Geliang Tang posted 7 patches 2 months, 2 weeks ago
There is a newer version of this series
[PATCH mptcp-next v20 2/7] mptcp: use get_send wrapper
Posted by Geliang Tang 2 months, 2 weeks ago
This patch adds the multiple subflows support for __mptcp_push_pending
and __mptcp_subflow_push_pending. Use get_send() wrapper instead of
mptcp_subflow_get_send() in them.

Check the subflow scheduled flags to test which subflow or subflows are
picked by the scheduler, use them to send data.

Move sock_owned_by_me() check and fallback check into get_send() wrapper
from mptcp_subflow_get_send().

This commit allows the scheduler to set the subflow->scheduled bit in
multiple subflows, but it does not allow for sending redundant data.
Multiple scheduled subflows will send sequential data on each subflow.

Signed-off-by: Geliang Tang <geliang.tang@suse.com>
---
 net/mptcp/protocol.c | 119 ++++++++++++++++++++++++++-----------------
 net/mptcp/sched.c    |  13 +++++
 2 files changed, 84 insertions(+), 48 deletions(-)

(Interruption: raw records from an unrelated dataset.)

// ==========================================
// D.O.A 退货处置系统 - 导入模块错误类型
// ==========================================
// 工具: thiserror 派生宏
// ==========================================

use thiserror::Error;

/// 导入模块错误类型
#[derive(Error, Debug)]
pub enum ImportError {
    // ===== 文件相关错误 =====
    #[error("文件不存在: {0}")]
    FileNotFound(String),

    #[error("文件格式不支持: {0}（仅支持 .xlsx/.xls/.csv）")]
    UnsupportedFormat(String),

    #[error("文件读取失败: {0}")]
    FileReadError(String),

    #[error("文件写入失败: {0}")]
    FileWriteError(String),

    #[error("Excel 解析失败: {0}")]
    ExcelParseError(String),

    #[error("CSV 解析失败: {0}")]
    CsvParseError(String),

    // ===== 数据映射错误 =====
    #[error("字段映射失败 (行 {row}): {message}")]
    FieldMappingError { row: usize, message: String },

    #[error("类型转换失败 (行 {row}, 字段 {field}): {message}")]
    TypeConversionError {
        row: usize,
        field: String,
        message: String,
    },

    #[error("数值范围错误 (行 {row}, 字段 {field}): 值 {value} 不能为负")]
    NegativeValue {
        row: usize,
        field: String,
        value: f64,
    },

    // ===== 批量约束 =====
    #[error("导入行数超出上限: {rows} > {max}")]
    RowLimitExceeded { rows: usize, max: usize },

    // ===== 通用错误 =====
    #[error("内部错误: {0}")]
    InternalError(String),

    #[error(transparent)]
    Other(#[from] anyhow::Error),
}

// 实现 From<std::io::Error>
impl From<std::io::Error> for ImportError {
    fn from(err: std::io::Error) -> Self {
        ImportError::FileReadError(err.to_string())
    }
}

// 实现 From<csv::Error>
impl From<csv::Error> for ImportError {
    fn from(err: csv::Error) -> Self {
        ImportError::CsvParseError(err.to_string())
    }
}

// 实现 From<calamine::Error>
impl From<calamine::Error> for ImportError {
    fn from(err: calamine::Error) -> Self {
        ImportError::ExcelParseError(err.to_string())
    }
}

/// Result 类型别名
pub type ImportResult<T> = Result<T, ImportError>;
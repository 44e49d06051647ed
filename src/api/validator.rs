// ==========================================
// D.O.A 退货处置系统 - 输入校验器
// ==========================================
// 职责: 展示层输入的边界校验（流程规则由引擎层负责）
// ==========================================

use crate::api::error::{ApiError, ApiResult};
use crate::domain::return_record::{NewReturnRecord, ReturnRecordPatch};

/// 文本字段长度上限（字符）
pub const MAX_TEXT_LEN: usize = 512;

/// 校验记录ID参数
pub fn validate_record_id(id: &str) -> ApiResult<()> {
    if id.trim().is_empty() {
        return Err(ApiError::InvalidInput("记录ID不能为空".to_string()));
    }
    Ok(())
}

/// 校验入库参数
pub fn validate_new_record(input: &NewReturnRecord) -> ApiResult<()> {
    if !input.price_ex_ppn.is_finite() || input.price_ex_ppn < 0.0 {
        return Err(ApiError::InvalidInput(format!(
            "不含税价格必须为非负数: {}",
            input.price_ex_ppn
        )));
    }

    let fields = [
        ("imei", &input.imei),
        ("sku", &input.sku),
        ("product", &input.product),
        ("dealer", &input.dealer),
        ("invoice", &input.invoice),
        ("damage_type", &input.damage_type),
        ("description", &input.description),
    ];
    for (name, value) in fields {
        validate_text(name, value.as_deref())?;
    }

    Ok(())
}

/// 校验检验备注补丁
pub fn validate_patch(patch: &ReturnRecordPatch) -> ApiResult<()> {
    if patch.is_empty() {
        return Err(ApiError::InvalidInput("补丁内容为空".to_string()));
    }
    validate_text("damage_type", patch.damage_type.as_deref())?;
    validate_text("description", patch.description.as_deref())?;
    for document in &patch.documents {
        validate_reference(&document.reference)?;
    }
    Ok(())
}

/// 校验文档引用（不透明字符串, 只要求非空）
pub fn validate_reference(reference: &str) -> ApiResult<()> {
    if reference.trim().is_empty() {
        return Err(ApiError::InvalidInput("文档引用不能为空".to_string()));
    }
    Ok(())
}

fn validate_text(field: &str, value: Option<&str>) -> ApiResult<()> {
    match value {
        Some(v) if v.chars().count() > MAX_TEXT_LEN => Err(ApiError::InvalidInput(format!(
            "字段{}超过{}个字符",
            field, MAX_TEXT_LEN
        ))),
        _ => Ok(()),
    }
}

#[cfg(test)]
mod tests {
    use super::*;

    #[test]
    fn test_validate_new_record_price() {
        let input = NewReturnRecord {
            price_ex_ppn: -1.0,
            ..Default::default()
        };
        assert!(matches!(
            validate_new_record(&input),
            Err(ApiError::InvalidInput(_))
        ));

        let input = NewReturnRecord {
            price_ex_ppn: f64::NAN,
            ..Default::default()
        };
        assert!(validate_new_record(&input).is_err());
        assert!(validate_new_record(&NewReturnRecord::default()).is_ok());
    }

    #[test]
    fn test_validate_text_length() {
        let input = NewReturnRecord {
            description: Some("x".repeat(MAX_TEXT_LEN + 1)),
            ..Default::default()
        };
        assert!(validate_new_record(&input).is_err());
    }

    #[test]
    fn test_validate_patch() {
        assert!(validate_patch(&ReturnRecordPatch::default()).is_err());
        let patch = ReturnRecordPatch {
            damage_type: Some("LCD".to_string()),
            ..Default::default()
        };
        assert!(validate_patch(&patch).is_ok());
    }

    #[test]
    fn test_validate_record_id() {
        assert!(validate_record_id("  ").is_err());
        assert!(validate_record_id("DOA-0001").is_ok());
    }
}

diff --git a/net/mptcp/protocol.c b/net/mptcp/protocol.c
index 6531df5ef4dc..f3720923b22d 100644
--- a/net/mptcp/protocol.c
+++ b/net/mptcp/protocol.c
@@ -1408,15 +1408,6 @@ struct sock *mptcp_subflow_get_send(struct mptcp_sock *msk)
 	u64 linger_time;
 	long tout = 0;
 
-	sock_owned_by_me(sk);
-
-	if (__mptcp_check_fallback(msk)) {
-		if (!msk->first)
-			return NULL;
-		return __tcp_can_send(msk->first) &&
-		       sk_stream_memory_free(msk->first) ? msk->first : NULL;
-	}
-
 	/* pick the subflow with the lower wmem/wspace ratio */
 	for (i = 0; i < SSK_MODE_MAX; ++i) {
 		send_info[i].ssk = NULL;
@@ -1563,47 +1554,58 @@ void __mptcp_push_pending(struct sock *sk, unsigned int flags)
 {
 	struct sock *prev_ssk = NULL, *ssk = NULL;
 	struct mptcp_sock *msk = mptcp_sk(sk);
+	struct mptcp_subflow_context *subflow;
 	struct mptcp_sendmsg_info info = {
 				.flags = flags,
 	};
 	bool do_check_data_fin = false;
+	int err = 0;
 
-	while (mptcp_send_head(sk)) {
+	while (mptcp_send_head(sk) && !err) {
 		int ret = 0;
 
-		prev_ssk = ssk;
-		ssk = mptcp_subflow_get_send(msk);
-
-		/* First check. If the ssk has changed since
-		 * the last round, release prev_ssk
-		 */
-		if (ssk != prev_ssk && prev_ssk)
-			mptcp_push_release(prev_ssk, &info);
-		if (!ssk)
+		if (mptcp_sched_get_send(msk))
 			goto out;
 
-		/* Need to lock the new subflow only if different
-		 * from the previous one, otherwise we are still
-		 * helding the relevant lock
-		 */
-		if (ssk != prev_ssk)
-			lock_sock(ssk);
+		mptcp_for_each_subflow(msk, subflow) {
+			if (READ_ONCE(subflow->scheduled)) {
+				prev_ssk = ssk;
+				ssk = mptcp_subflow_tcp_sock(subflow);
 
-		ret = __subflow_push_pending(sk, ssk, &info);
-		if (ret <= 0) {
-			if (ret == -EAGAIN)
-				continue;
-			mptcp_push_release(ssk, &info);
-			goto out;
+				/* First check. If the ssk has changed since
+				 * the last round, release prev_ssk
+				 */
+				if (ssk != prev_ssk && prev_ssk)
+					mptcp_push_release(prev_ssk, &info);
+
+				/* Need to lock the new subflow only if different
+				 * from the previous one, otherwise we are still
+				 * helding the relevant lock
+				 */
+				if (ssk != prev_ssk)
+					lock_sock(ssk);
+
+				ret = __subflow_push_pending(sk, ssk, &info);
+				if (ret <= 0) {
+					if (ret != -EAGAIN ||
+					    inet_sk_state_load(ssk) == TCP_FIN_WAIT1 ||
+					    inet_sk_state_load(ssk) == TCP_FIN_WAIT2 ||
+					    inet_sk_state_load(ssk) == TCP_CLOSE)
+						err = 1;
+					continue;
+				}
+				do_check_data_fin = true;
+				msk->last_snd = ssk;
+				mptcp_subflow_set_scheduled(subflow, false);
+			}
 		}
-		do_check_data_fin = true;
 	}
 
+out:
 	/* at this point we held the socket lock for the last subflow we used */
 	if (ssk)
 		mptcp_push_release(ssk, &info);
 
-out:
 	/* ensure the rtx timer is running */
 	if (!mptcp_timer_pending(sk))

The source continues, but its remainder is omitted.